On the face of it, therefore, this is a rare moment of transatlantic convergence. But a dollop of caution is in order. We have seen such moments before. Those with long memories will recall the "Year of Europe" proclaimed by Nixon and Kissinger in 1973, when Britain joined the then EEC. That project foundered on French suspicions and the all-consuming Watergate scandal.

Even more ignominious was the failure of the "Hour of Europe" foolishly decreed by a Luxembourg statesman in 1991, as the Balkan wars broke out, which, of course, Europe proved utterly powerless to stop. This time, too, things may end in tears. Even so, the stars are set unusually fair.

First and foremost, both sides need each other. Washington has realised what imperial, go-it-alone hubris has produced: desperately expensive and probably unwinnable land wars in Iraq and Afghanistan, and an unprecedented global dislike of America – and this when the US economy and currency are more fragile than in decades. In troubled times like these, a man needs his friends. And for all the recent differences, Europe remains the region of the world whose interests are most closely aligned with those of a weakened US.

Naturally, if you're patching things up, you don't bring up old quarrels. Thus, the word Iraq barely passed the lips of Sarkozy and Merkel when they were here. Instead, they highlighted the issues where circumstances push them closer: in Afghanistan, for example, where retreat before the Taliban could only add to the turmoil in neighbouring Pakistan. Not surprisingly, both of them promised, to borrow the Bush phrase, to "stay the course" in the fight against terrorism.

Iran, too, propels Europeans and Americans together. Assume the UN Security Council will not get really tough with Tehran. The only prospect of Washington securing sanctions with teeth is in alliance with the Europeans, who have trade ties and financial markets that give them leverage. For the latter, moreover, agreement on stronger sanctions might head off pressures from the Cheney camp and the neocons for military action.
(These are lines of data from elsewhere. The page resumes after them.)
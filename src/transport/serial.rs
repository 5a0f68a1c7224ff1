//! Line-oriented serial devices and the bridge that owns them
//!
//! A classic-Bluetooth serial peripheral is reached through an external
//! device bridge. The bridge opens devices by mac, keeps them until they are
//! closed, and delivers whole newline-terminated messages. No start/end
//! framing is applied on this path.

use anyhow::{bail, Result};
use async_trait::async_trait;
use futures::future::join_all;
use singularity_shared::{codec, DeviceSignature};
use std::collections::HashMap;
use std::sync::atomic::{AtomicBool, Ordering};
use std::sync::{Arc, Mutex, PoisonError};
use tokio::io::{AsyncBufReadExt, AsyncRead, AsyncWrite, AsyncWriteExt, BufReader};
use tokio::sync::{mpsc, watch};
use tokio::task::JoinHandle;
use tracing::{debug, info};

type BoxedWriter = Box<dyn AsyncWrite + Send + Unpin>;

/// External serial-device registry (the native Bluetooth serial library)
#[async_trait]
pub trait SerialDeviceBridge: Send + Sync + 'static {
    /// Devices already paired with the local radio
    async fn paired_devices(&self) -> Result<Vec<DeviceSignature>>;

    /// Open the device with the given mac and keep it until closed
    async fn open_serial_device(&self, mac: &str) -> Result<Arc<SerialDevice>>;

    /// Close one device; unknown macs are ignored
    async fn close_device(&self, mac: &str);

    /// Close every device this bridge opened
    async fn close_all(&self);

    /// Human-readable name for this bridge
    fn name(&self) -> &'static str;
}

/// An open serial device delivering newline-terminated messages
pub struct SerialDevice {
    mac: String,
    writer: tokio::sync::Mutex<Option<BoxedWriter>>,
    reader: Mutex<Option<JoinHandle<()>>>,
    messages: Mutex<Option<mpsc::UnboundedReceiver<String>>>,
    closing: watch::Sender<bool>,
    open: Arc<AtomicBool>,
}

impl SerialDevice {
    /// Wrap a duplex stream and start delivering its lines
    pub fn spawn<S>(mac: impl Into<String>, stream: S) -> Self
    where
        S: AsyncRead + AsyncWrite + Send + 'static,
    {
        let mac = mac.into();
        let (read_half, write_half) = tokio::io::split(stream);
        let (message_tx, message_rx) = mpsc::unbounded_channel();
        let open = Arc::new(AtomicBool::new(true));

        let reader_open = open.clone();
        let reader_mac = mac.clone();
        let reader = tokio::spawn(async move {
            let mut lines = BufReader::new(read_half).lines();
            loop {
                match lines.next_line().await {
                    Ok(Some(line)) => {
                        let line = line.trim_end_matches('\r');
                        if line.is_empty() {
                            continue;
                        }
                        if message_tx.send(line.to_string()).is_err() {
                            break;
                        }
                    }
                    Ok(None) => break,
                    Err(e) => {
                        debug!("[BT] Read error from {}: {}", reader_mac, e);
                        break;
                    }
                }
            }
            reader_open.store(false, Ordering::SeqCst);
            debug!("[BT] Message stream of {} ended", reader_mac);
        });

        let writer: BoxedWriter = Box::new(write_half);
        Self {
            mac,
            writer: tokio::sync::Mutex::new(Some(writer)),
            reader: Mutex::new(Some(reader)),
            messages: Mutex::new(Some(message_rx)),
            closing: watch::channel(false).0,
            open,
        }
    }

    /// Bluetooth address of the device
    pub fn mac(&self) -> &str {
        &self.mac
    }

    /// Whether the device is still delivering and accepting messages
    pub fn is_open(&self) -> bool {
        self.open.load(Ordering::SeqCst)
    }

    /// Take the receiving end of the message listener
    ///
    /// The channel closes when the device stream ends or the device is
    /// closed. Only the first caller gets it.
    pub fn take_messages(&self) -> Option<mpsc::UnboundedReceiver<String>> {
        self.messages
            .lock()
            .unwrap_or_else(PoisonError::into_inner)
            .take()
    }

    /// Write one message followed by a newline
    ///
    /// A write still in progress when the device is closed is abandoned.
    pub async fn send_message(&self, message: &str) -> Result<()> {
        let mut closing = self.closing.subscribe();
        if *closing.borrow_and_update() {
            bail!("device {} is closed", self.mac);
        }

        let mut guard = tokio::select! {
            guard = self.writer.lock() => guard,
            _ = closing.changed() => bail!("device {} is closed", self.mac),
        };
        let Some(writer) = guard.as_mut() else {
            bail!("device {} is closed", self.mac);
        };

        let line = codec::encode_line(message);
        let write = async {
            writer.write_all(&line).await?;
            writer.flush().await
        };
        tokio::select! {
            result = write => Ok(result?),
            _ = closing.changed() => bail!("device {} was closed during a write", self.mac),
        }
    }

    /// Stop delivery and release the stream. Closing twice is a no-op.
    pub async fn close(&self) {
        self.open.store(false, Ordering::SeqCst);
        self.closing.send_replace(true);

        if let Some(reader) = self
            .reader
            .lock()
            .unwrap_or_else(PoisonError::into_inner)
            .take()
        {
            reader.abort();
        }

        let writer = self.writer.lock().await.take();
        if let Some(mut writer) = writer {
            if let Err(e) = writer.shutdown().await {
                debug!("[BT] Shutdown of {} failed: {}", self.mac, e);
            }
            info!("[BT] Closed {}", self.mac);
        }
    }
}

/// Devices a bridge currently holds open, keyed by mac
#[derive(Default)]
pub struct OpenDevices {
    devices: tokio::sync::Mutex<HashMap<String, Arc<SerialDevice>>>,
}

impl OpenDevices {
    pub fn new() -> Self {
        Self::default()
    }

    /// Track a newly opened device, closing any older one with the same mac
    pub async fn insert(&self, device: Arc<SerialDevice>) {
        let previous = self
            .devices
            .lock()
            .await
            .insert(device.mac().to_string(), device);
        if let Some(previous) = previous {
            previous.close().await;
        }
    }

    /// Close and forget one device
    pub async fn close(&self, mac: &str) {
        let device = self.devices.lock().await.remove(mac);
        if let Some(device) = device {
            device.close().await;
        }
    }

    /// Close and forget every device
    pub async fn close_all(&self) {
        let devices: Vec<_> = self.devices.lock().await.drain().map(|(_, d)| d).collect();
        join_all(devices.iter().map(|d| d.close())).await;
    }

    /// Number of devices held open
    pub async fn len(&self) -> usize {
        self.devices.lock().await.len()
    }

    pub async fn is_empty(&self) -> bool {
        self.len().await == 0
    }
}
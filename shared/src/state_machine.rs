//! Connection State Machine
//!
//! Defines the manager-wide connection states and which link events may move
//! between them.

use std::fmt;

/// Manager-wide connection state
#[derive(Debug, Clone, Copy, PartialEq, Eq, Hash, Default)]
pub enum ConnectionState {
    #[default]
    Disconnected,
    Connecting,
    Connected,
}

impl fmt::Display for ConnectionState {
    fn fmt(&self, f: &mut fmt::Formatter<'_>) -> fmt::Result {
        match self {
            ConnectionState::Disconnected => write!(f, "Disconnected"),
            ConnectionState::Connecting => write!(f, "Connecting"),
            ConnectionState::Connected => write!(f, "Connected"),
        }
    }
}

/// Events that can trigger state transitions
#[derive(Debug, Clone, Copy, PartialEq, Eq)]
pub enum LinkEvent {
    /// Caller asked to connect (or reconnect)
    ConnectRequested,
    /// Transport open completed
    Opened,
    /// Transport open failed
    OpenFailed,
    /// Read loop saw the transport go away
    ConnectionLost,
    /// Caller asked to disconnect
    DisconnectRequested,
}

/// Result of a state transition attempt
#[derive(Debug, Clone, PartialEq, Eq)]
pub enum Transition {
    /// State changed
    Changed {
        from: ConnectionState,
        to: ConnectionState,
    },
    /// Event accepted, state already where it should be
    Unchanged(ConnectionState),
    /// Event not valid from the current state; nothing changed
    Invalid {
        from: ConnectionState,
        event: LinkEvent,
    },
}

impl Transition {
    /// Whether the event was accepted
    pub fn is_valid(&self) -> bool {
        !matches!(self, Transition::Invalid { .. })
    }
}

/// Connection lifecycle state machine
#[derive(Debug, Default)]
pub struct ConnectionStateMachine {
    current_state: ConnectionState,
}

impl ConnectionStateMachine {
    /// Create a new state machine in Disconnected state
    pub fn new() -> Self {
        Self::default()
    }

    /// Get current state
    pub fn state(&self) -> ConnectionState {
        self.current_state
    }

    /// Process an event and return the transition result
    pub fn process_event(&mut self, event: LinkEvent) -> Transition {
        let from = self.current_state;
        match next_state(from, event) {
            Some(to) if to == from => Transition::Unchanged(to),
            Some(to) => {
                self.current_state = to;
                Transition::Changed { from, to }
            }
            None => Transition::Invalid { from, event },
        }
    }
}

/// Get the next state for a given event, if the transition is valid
fn next_state(from: ConnectionState, event: LinkEvent) -> Option<ConnectionState> {
    use ConnectionState::*;
    use LinkEvent::*;

    match (from, event) {
        // Disconnect is accepted from anywhere
        (_, DisconnectRequested) => Some(Disconnected),

        // Reconnect closes the old transport first, so it restarts the attempt
        (_, ConnectRequested) => Some(Connecting),

        (Connecting, Opened) => Some(Connected),
        (Connecting, OpenFailed) => Some(Disconnected),

        (Connected, ConnectionLost) => Some(Disconnected),

        _ => None,
    }
}
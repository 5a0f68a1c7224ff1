//! Marker codec for WiFi stream framing
//!
//! Inbound messages are delimited inside the byte stream as:
//! ```text
//! ...noise... S <payload> E ...next frame...
//! ```
//! Outbound messages are plain text terminated by a single `\n`.
//!
//! The decoder surfaces only the newest complete frame of each chunk: when a
//! chunk carries `SaESbE`, `b` is delivered and `a` is dropped. This suits a
//! telemetry feed where the latest state wins. Consecutive identical payloads
//! are delivered once.

use bytes::{Buf, BufMut, Bytes, BytesMut};

use crate::protocol::{END_MARKER, START_MARKER};

/// Accumulator size at which unframed input starts being discarded
pub const MAX_ACCUMULATOR_LEN: usize = 64 * 1024;

/// Start and end bytes delimiting a frame
#[derive(Debug, Clone, Copy, PartialEq, Eq)]
pub struct FrameMarkers {
    pub start: u8,
    pub end: u8,
}

impl Default for FrameMarkers {
    fn default() -> Self {
        Self {
            start: START_MARKER,
            end: END_MARKER,
        }
    }
}

/// Encode an outbound message as a newline-terminated line
pub fn encode_line(payload: &str) -> Bytes {
    let mut buf = BytesMut::with_capacity(payload.len() + 1);
    buf.put_slice(payload.as_bytes());
    buf.put_u8(b'\n');
    buf.freeze()
}

/// Wrap a message in start/end markers, as a peer does before writing it
pub fn encode_frame(message: &str, markers: FrameMarkers) -> Bytes {
    let mut buf = BytesMut::with_capacity(message.len() + 2);
    buf.put_u8(markers.start);
    buf.put_slice(message.as_bytes());
    buf.put_u8(markers.end);
    buf.freeze()
}

/// Streaming decoder turning raw socket chunks into messages
///
/// One decoder lives for exactly one connection.
#[derive(Debug)]
pub struct FrameDecoder {
    markers: FrameMarkers,
    /// Unconsumed input
    buffer: BytesMut,
    /// Last delivered payload, for duplicate suppression
    last_message: Option<String>,
}

impl Default for FrameDecoder {
    fn default() -> Self {
        Self::new()
    }
}

impl FrameDecoder {
    /// Create a decoder using the reference `S`/`E` markers
    pub fn new() -> Self {
        Self::with_markers(FrameMarkers::default())
    }

    /// Create a decoder with custom markers
    pub fn with_markers(markers: FrameMarkers) -> Self {
        Self {
            markers,
            buffer: BytesMut::with_capacity(1024),
            last_message: None,
        }
    }

    /// Append a chunk and return the newest complete message, if any
    ///
    /// Returns `None` when no frame is complete yet or when the frame repeats
    /// the previously delivered message. Incomplete or unbalanced input is
    /// kept until more data arrives.
    pub fn push(&mut self, chunk: &[u8]) -> Option<String> {
        self.buffer.extend_from_slice(chunk);

        let Some((start, end)) = self.find_frame() else {
            self.enforce_limit();
            return None;
        };

        let message = String::from_utf8_lossy(&self.buffer[start + 1..end]).into_owned();

        // Everything through the end marker is consumed; trailing bytes may
        // already hold the next start marker.
        self.buffer.advance(end + 1);

        if self.last_message.as_deref() == Some(message.as_str()) {
            return None;
        }
        self.last_message = Some(message.clone());
        Some(message)
    }

    /// Locate the last end marker and the nearest start marker before it
    fn find_frame(&self) -> Option<(usize, usize)> {
        let end = self.buffer.iter().rposition(|&b| b == self.markers.end)?;
        let start = self.buffer[..end]
            .iter()
            .rposition(|&b| b == self.markers.start)?;
        Some((start, end))
    }

    /// Bound the accumulator when a peer streams without ever closing a frame
    fn enforce_limit(&mut self) {
        if self.buffer.len() <= MAX_ACCUMULATOR_LEN {
            return;
        }
        match self.buffer.iter().rposition(|&b| b == self.markers.start) {
            Some(pos) if pos > 0 => self.buffer.advance(pos),
            _ => self.buffer.clear(),
        }
        if self.buffer.len() > MAX_ACCUMULATOR_LEN {
            self.buffer.clear();
        }
    }

    /// The most recently delivered message
    pub fn last_message(&self) -> Option<&str> {
        self.last_message.as_deref()
    }

    /// Get the current buffer length (for debugging)
    pub fn buffer_len(&self) -> usize {
        self.buffer.len()
    }

    /// Forget buffered input and the duplicate-suppression state
    pub fn reset(&mut self) {
        self.buffer.clear();
        self.last_message = None;
    }
}
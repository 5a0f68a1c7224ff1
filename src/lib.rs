//! Singularity Link
//!
//! Keeps one logical connection to a remote peripheral over classic
//! Bluetooth serial or a raw TCP socket, exchanges text messages and reports
//! `Connected`, `MessageReceived` and `Error` events to subscribers.
//!
//! The two transports deliver messages differently. Bluetooth devices hand
//! over whole messages (one per line). The WiFi socket is a raw byte stream
//! in which the peer wraps each message as `S<message>E`; the manager
//! reconstructs messages with [`codec::FrameDecoder`].

pub mod connection;
pub mod registry;
pub mod transport;

pub use connection::{
    BluetoothConfig, BluetoothMode, ConnectionEvent, ConnectionManager, EventReceiver,
    ManagerConfig, WifiConfig,
};
pub use registry::DeviceRegistry;
pub use singularity_shared::{
    codec, protocol, state_machine, ConnectionState, ConnectionTarget, DeviceSignature,
    PeerHandle, TransportKind,
};
pub use transport::{SerialDeviceBridge, TransportError};
//! Error types for container operations.
//!
//! Only precondition violations are errors. Plain absence (a missing key, an
//! empty queue on `poll`) is reported through `Option` or `bool` instead.

use thiserror::Error;

/// Positional access outside `[0, len)` (or `[0, len]` for insertion).
#[derive(Debug, Clone, Copy, PartialEq, Eq, Error)]
#[error("index {index} out of range for length {len}")]
pub struct OutOfRange {
    /// The index that was requested.
    pub index: usize,
    /// Length of the sequence at the time of the call.
    pub len: usize,
}

/// The failing accessor of a queue was called while the queue was empty.
///
/// Returned by [`PriorityQueue::remove`](crate::PriorityQueue::remove) and
/// [`PriorityQueue::element`](crate::PriorityQueue::element). Use `poll`/`peek`
/// when emptiness is an expected state.
#[derive(Debug, Clone, Copy, PartialEq, Eq, Error)]
#[error("queue is empty")]
pub struct Empty;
Last but not least is Kosovo, the last unsolved business of the supposed "hour of Europe". With UN negotiations over the former Yugoslav (now Serbian) province deadlocked, Kosovo's Albanian leaders are promising a unilateral declaration of independence. If so, another row looms between the US and the EU that would probably recognise the new state, and Russia, which out of pan-Slavic loyality to Serbia, would not.

We may not be in a new Cold War, but there is no disguising the nervousness in both Washington and Europe at a resurgent, energy-rich Russia determined to make up for old slights. Just as in the days of the former Soviet Union, a shared threat argues for transatlantic co-operation.

The real question is, is it already too late? Gordon Brown largely owes his job to the epic unpopularity of George W Bush. Sarkozy and Merkel must be all too mindful of what happened to Tony Blair. The Europeans perforce must deal with Bush. But their eyes are already looking over the horizon of January 2009, when a new and, they hope, profoundly more flexible president will move into the White House.

In the meantime, divisions old and new loom as well. The embrace by this administration of the cause of climate change – which probably unites Europe more than any other issue – is late and unconvincing.

And Washington's apparent indifference to the plunging dollar, now causing major pain for sterling and the euro, could provoke another bruising currency crisis. Set against this, a fondness for Norman Mailer is small beer indeed.